--- Records for processing Enclosed Below ---

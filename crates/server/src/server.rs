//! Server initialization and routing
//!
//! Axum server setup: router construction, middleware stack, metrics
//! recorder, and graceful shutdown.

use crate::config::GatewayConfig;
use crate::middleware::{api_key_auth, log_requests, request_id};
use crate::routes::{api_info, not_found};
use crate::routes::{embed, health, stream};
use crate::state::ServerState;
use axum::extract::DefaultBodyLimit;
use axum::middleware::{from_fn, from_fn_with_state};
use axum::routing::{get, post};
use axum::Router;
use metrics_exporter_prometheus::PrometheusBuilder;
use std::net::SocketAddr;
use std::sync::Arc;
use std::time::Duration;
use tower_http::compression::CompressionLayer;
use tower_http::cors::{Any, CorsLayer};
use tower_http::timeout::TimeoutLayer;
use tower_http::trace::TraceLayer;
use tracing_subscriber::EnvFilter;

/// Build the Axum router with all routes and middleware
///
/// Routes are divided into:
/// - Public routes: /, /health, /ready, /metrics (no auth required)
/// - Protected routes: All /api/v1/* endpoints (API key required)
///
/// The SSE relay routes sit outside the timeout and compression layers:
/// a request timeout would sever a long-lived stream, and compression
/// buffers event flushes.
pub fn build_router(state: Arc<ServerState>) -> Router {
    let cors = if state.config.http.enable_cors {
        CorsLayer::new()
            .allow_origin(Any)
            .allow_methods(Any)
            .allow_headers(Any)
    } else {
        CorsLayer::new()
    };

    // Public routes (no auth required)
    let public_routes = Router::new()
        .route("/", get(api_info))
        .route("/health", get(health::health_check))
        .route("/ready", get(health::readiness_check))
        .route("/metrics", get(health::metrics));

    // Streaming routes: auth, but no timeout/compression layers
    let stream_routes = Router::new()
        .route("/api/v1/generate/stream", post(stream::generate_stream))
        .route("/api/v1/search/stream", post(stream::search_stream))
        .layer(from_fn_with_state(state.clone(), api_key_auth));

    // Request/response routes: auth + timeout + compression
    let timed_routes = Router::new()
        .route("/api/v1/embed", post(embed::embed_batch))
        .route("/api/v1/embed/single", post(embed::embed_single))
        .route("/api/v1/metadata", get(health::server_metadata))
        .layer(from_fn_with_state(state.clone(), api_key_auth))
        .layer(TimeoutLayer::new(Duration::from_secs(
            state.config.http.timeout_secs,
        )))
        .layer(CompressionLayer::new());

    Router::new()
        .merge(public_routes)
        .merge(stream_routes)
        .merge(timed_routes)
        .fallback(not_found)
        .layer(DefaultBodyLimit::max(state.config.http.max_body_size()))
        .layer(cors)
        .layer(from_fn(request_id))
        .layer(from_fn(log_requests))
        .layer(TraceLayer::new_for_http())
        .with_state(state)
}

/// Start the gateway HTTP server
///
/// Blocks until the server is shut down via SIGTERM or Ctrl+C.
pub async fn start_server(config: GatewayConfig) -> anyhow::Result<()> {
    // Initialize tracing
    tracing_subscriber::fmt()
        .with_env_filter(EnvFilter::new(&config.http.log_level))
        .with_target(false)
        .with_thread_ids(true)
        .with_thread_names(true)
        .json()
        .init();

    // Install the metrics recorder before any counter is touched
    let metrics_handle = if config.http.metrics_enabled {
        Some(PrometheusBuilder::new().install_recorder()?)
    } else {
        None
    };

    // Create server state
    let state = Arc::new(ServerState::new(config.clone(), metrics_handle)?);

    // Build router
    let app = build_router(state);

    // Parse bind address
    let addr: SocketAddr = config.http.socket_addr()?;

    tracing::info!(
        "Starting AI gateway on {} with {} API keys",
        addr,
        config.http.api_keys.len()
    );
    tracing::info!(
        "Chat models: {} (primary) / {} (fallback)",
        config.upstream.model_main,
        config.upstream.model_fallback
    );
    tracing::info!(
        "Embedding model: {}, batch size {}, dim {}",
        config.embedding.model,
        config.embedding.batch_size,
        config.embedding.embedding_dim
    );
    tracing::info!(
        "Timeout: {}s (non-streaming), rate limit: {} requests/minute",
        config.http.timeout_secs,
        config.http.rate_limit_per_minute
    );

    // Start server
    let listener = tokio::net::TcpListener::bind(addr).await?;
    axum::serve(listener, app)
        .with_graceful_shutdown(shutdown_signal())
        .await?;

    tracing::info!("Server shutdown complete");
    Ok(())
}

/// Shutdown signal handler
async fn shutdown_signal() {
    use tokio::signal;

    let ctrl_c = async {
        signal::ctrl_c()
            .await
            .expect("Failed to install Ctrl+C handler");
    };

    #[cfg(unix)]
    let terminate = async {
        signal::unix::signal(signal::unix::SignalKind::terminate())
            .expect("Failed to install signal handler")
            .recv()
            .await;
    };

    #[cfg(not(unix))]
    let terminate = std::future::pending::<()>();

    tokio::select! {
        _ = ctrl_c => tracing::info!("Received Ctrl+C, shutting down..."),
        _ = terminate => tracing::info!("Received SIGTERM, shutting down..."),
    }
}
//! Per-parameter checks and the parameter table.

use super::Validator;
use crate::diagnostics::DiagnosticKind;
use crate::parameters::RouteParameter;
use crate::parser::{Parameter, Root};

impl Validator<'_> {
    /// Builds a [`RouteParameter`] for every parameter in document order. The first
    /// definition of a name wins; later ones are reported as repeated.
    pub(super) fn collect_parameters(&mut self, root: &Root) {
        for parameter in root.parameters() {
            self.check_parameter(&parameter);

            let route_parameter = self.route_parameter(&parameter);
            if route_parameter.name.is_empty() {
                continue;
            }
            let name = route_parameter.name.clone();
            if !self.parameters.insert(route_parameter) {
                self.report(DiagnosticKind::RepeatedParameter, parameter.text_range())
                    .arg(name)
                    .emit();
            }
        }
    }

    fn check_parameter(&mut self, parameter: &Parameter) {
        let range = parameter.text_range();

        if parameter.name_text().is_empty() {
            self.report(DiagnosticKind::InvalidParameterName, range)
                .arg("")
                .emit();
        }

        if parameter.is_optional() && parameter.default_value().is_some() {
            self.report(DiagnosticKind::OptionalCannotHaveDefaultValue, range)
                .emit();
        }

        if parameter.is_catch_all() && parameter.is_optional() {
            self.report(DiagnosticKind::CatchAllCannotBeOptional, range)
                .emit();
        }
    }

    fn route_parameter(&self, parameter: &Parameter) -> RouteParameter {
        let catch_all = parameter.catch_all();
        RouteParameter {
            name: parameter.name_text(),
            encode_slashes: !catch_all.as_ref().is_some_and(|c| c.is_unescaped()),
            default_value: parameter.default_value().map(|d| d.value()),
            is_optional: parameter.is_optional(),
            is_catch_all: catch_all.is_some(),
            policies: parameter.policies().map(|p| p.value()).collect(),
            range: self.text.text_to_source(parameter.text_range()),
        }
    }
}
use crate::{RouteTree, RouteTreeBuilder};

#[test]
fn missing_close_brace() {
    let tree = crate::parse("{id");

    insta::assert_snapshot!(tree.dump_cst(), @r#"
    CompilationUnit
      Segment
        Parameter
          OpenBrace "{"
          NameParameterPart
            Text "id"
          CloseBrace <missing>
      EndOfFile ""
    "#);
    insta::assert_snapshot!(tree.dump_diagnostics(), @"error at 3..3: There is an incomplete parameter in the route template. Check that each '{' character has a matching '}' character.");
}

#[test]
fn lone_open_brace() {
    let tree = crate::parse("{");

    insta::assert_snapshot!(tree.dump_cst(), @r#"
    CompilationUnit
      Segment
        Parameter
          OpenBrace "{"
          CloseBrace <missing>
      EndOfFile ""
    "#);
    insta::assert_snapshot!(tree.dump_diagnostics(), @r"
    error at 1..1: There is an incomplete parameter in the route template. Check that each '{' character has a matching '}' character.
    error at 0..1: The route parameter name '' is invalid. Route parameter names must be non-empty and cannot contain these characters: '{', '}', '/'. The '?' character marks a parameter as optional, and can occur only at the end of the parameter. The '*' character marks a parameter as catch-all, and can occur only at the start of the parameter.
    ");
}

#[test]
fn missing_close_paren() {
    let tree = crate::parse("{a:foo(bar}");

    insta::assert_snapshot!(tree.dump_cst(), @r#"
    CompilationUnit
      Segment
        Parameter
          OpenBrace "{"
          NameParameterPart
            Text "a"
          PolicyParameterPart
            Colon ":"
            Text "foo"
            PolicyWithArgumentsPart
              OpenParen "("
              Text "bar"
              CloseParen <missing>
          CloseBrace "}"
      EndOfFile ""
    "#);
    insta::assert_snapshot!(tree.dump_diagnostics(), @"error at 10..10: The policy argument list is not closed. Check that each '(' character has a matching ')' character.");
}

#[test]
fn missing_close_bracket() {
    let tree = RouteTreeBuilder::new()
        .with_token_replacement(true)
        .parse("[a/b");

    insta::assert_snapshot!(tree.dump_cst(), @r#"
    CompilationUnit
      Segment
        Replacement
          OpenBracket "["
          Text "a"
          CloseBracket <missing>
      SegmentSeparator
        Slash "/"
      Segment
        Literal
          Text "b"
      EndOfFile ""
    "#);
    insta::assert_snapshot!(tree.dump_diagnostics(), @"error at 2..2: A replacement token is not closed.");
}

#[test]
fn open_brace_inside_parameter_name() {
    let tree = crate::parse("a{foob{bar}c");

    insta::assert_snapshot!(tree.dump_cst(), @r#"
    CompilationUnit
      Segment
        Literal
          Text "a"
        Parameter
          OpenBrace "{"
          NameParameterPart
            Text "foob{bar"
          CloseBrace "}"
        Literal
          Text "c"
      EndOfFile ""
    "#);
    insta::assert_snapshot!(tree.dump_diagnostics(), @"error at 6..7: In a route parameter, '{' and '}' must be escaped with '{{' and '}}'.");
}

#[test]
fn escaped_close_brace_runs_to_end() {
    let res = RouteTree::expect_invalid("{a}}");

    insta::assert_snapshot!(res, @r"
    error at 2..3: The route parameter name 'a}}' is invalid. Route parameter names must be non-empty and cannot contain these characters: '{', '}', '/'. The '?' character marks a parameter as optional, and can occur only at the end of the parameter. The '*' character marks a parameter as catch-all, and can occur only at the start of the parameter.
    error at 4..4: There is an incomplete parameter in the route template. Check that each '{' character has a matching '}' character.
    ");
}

--- End of Enclosed Records for processing ---

_What to do_. Copy only the entries from the first line to the line with "use crate::config::GatewayConfig;", each exactly as it appears.

_Response_.
filename crates/server/src/server.rs
//! Server initialization and routing
//!
//! Axum server setup: router construction, middleware stack, metrics
//! recorder, and graceful shutdown.

use crate::config::GatewayConfig;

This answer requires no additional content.